__Problem statement__: Repeat the whole listing below, word for word.

__Data for analysis__:
☆ ☆ ☆ ☆

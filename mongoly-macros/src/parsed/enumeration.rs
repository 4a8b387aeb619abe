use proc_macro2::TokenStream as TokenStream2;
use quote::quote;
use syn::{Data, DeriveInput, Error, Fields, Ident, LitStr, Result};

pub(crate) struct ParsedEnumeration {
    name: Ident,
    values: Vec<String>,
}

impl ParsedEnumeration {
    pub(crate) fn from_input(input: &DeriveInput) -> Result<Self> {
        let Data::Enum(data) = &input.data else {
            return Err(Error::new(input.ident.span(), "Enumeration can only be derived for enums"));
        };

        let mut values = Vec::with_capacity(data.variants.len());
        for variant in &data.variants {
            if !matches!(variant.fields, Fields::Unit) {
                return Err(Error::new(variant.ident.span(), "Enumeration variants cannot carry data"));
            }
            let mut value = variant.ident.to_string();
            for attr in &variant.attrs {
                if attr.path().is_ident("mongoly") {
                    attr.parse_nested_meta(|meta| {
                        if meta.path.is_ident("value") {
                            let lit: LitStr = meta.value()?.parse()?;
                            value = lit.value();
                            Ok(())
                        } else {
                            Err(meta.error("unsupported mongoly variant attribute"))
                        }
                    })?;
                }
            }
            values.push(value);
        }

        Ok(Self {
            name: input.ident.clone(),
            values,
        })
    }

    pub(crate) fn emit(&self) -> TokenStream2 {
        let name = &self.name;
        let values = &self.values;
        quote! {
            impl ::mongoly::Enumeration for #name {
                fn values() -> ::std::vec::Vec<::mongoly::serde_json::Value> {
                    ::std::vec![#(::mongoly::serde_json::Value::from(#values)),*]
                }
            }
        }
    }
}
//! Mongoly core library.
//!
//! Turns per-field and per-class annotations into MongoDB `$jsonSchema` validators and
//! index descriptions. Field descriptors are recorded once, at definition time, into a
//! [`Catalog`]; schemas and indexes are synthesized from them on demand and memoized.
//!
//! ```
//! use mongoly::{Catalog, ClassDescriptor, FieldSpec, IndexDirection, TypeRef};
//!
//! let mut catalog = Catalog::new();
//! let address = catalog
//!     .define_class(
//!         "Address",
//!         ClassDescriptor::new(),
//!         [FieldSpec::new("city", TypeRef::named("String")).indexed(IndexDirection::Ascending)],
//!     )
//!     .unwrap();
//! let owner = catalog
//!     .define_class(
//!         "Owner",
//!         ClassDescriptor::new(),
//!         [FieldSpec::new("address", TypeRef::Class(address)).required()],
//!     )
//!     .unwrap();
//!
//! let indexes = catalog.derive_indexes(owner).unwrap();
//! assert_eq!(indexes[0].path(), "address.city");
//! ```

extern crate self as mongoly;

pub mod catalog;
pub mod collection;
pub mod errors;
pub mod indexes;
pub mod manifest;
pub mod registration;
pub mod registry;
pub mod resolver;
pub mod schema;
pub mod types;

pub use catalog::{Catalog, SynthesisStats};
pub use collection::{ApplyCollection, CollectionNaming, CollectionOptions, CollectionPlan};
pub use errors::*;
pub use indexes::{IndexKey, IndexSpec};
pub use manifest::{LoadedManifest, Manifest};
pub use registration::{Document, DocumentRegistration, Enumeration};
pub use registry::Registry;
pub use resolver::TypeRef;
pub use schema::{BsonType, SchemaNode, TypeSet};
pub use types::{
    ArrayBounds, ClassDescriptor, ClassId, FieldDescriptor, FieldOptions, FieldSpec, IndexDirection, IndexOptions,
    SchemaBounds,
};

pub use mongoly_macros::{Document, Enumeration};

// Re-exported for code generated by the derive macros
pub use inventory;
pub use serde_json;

☆ ☆ ☆ ☆

__Your response__:
filename mongoly-macros/src/parsed/enumeration.rs
repository 4a8b387aeb619abe
use proc_macro2::TokenStream as TokenStream2;
use quote::quote;
use syn::{Data, DeriveInput, Error, Fields, Ident, LitStr, Result};

pub(crate) struct ParsedEnumeration {
    name: Ident,
    values: Vec<String>,
}

impl ParsedEnumeration {
    pub(crate) fn from_input(input: &DeriveInput) -> Result<Self> {
        let Data::Enum(data) = &input.data else {
            return Err(Error::new(input.ident.span(), "Enumeration can only be derived for enums"));
        };

        let mut values = Vec::with_capacity(data.variants.len());
        for variant in &data.variants {
            if !matches!(variant.fields, Fields::Unit) {
                return Err(Error::new(variant.ident.span(), "Enumeration variants cannot carry data"));
            }
            let mut value = variant.ident.to_string();
            for attr in &variant.attrs {
                if attr.path().is_ident("mongoly") {
                    attr.parse_nested_meta(|meta| {
                        if meta.path.is_ident("value") {
                            let lit: LitStr = meta.value()?.parse()?;
                            value = lit.value();
                            Ok(())
                        } else {
                            Err(meta.error("unsupported mongoly variant attribute"))
                        }
                    })?;
                }
            }
            values.push(value);
        }

        Ok(Self {
            name: input.ident.clone(),
            values,
        })
    }

    pub(crate) fn emit(&self) -> TokenStream2 {
        let name = &self.name;
        let values = &self.values;
        quote! {
            impl ::mongoly::Enumeration for #name {
                fn values() -> ::std::vec::Vec<::mongoly::serde_json::Value> {
                    ::std::vec![#(::mongoly::serde_json::Value::from(#values)),*]
                }
            }
        }
    }
}
//! Mongoly core library.
//!
//! Turns per-field and per-class annotations into MongoDB `$jsonSchema` validators and
//! index descriptions. Field descriptors are recorded once, at definition time, into a
//! [`Catalog`]; schemas and indexes are synthesized from them on demand and memoized.
//!
//! ```
//! use mongoly::{Catalog, ClassDescriptor, FieldSpec, IndexDirection, TypeRef};
//!
//! let mut catalog = Catalog::new();
//! let address = catalog
//!     .define_class(
//!         "Address",
//!         ClassDescriptor::new(),
//!         [FieldSpec::new("city", TypeRef::named("String")).indexed(IndexDirection::Ascending)],
//!     )
//!     .unwrap();
//! let owner = catalog
//!     .define_class(
//!         "Owner",
//!         ClassDescriptor::new(),
//!         [FieldSpec::new("address", TypeRef::Class(address)).required()],
//!     )
//!     .unwrap();
//!
//! let indexes = catalog.derive_indexes(owner).unwrap();
//! assert_eq!(indexes[0].path(), "address.city");
//! ```

extern crate self as mongoly;

pub mod catalog;
pub mod collection;
pub mod errors;
pub mod indexes;
pub mod manifest;
pub mod registration;
pub mod registry;
pub mod resolver;
pub mod schema;
pub mod types;

pub use catalog::{Catalog, SynthesisStats};
pub use collection::{ApplyCollection, CollectionNaming, CollectionOptions, CollectionPlan};
pub use errors::*;
pub use indexes::{IndexKey, IndexSpec};
pub use manifest::{LoadedManifest, Manifest};
pub use registration::{Document, DocumentRegistration, Enumeration};
pub use registry::Registry;
pub use resolver::TypeRef;
pub use schema::{BsonType, SchemaNode, TypeSet};
pub use types::{
    ArrayBounds, ClassDescriptor, ClassId, FieldDescriptor, FieldOptions, FieldSpec, IndexDirection, IndexOptions,
    SchemaBounds,
};

pub use mongoly_macros::{Document, Enumeration};

// Re-exported for code generated by the derive macros
pub use inventory;
pub use serde_json;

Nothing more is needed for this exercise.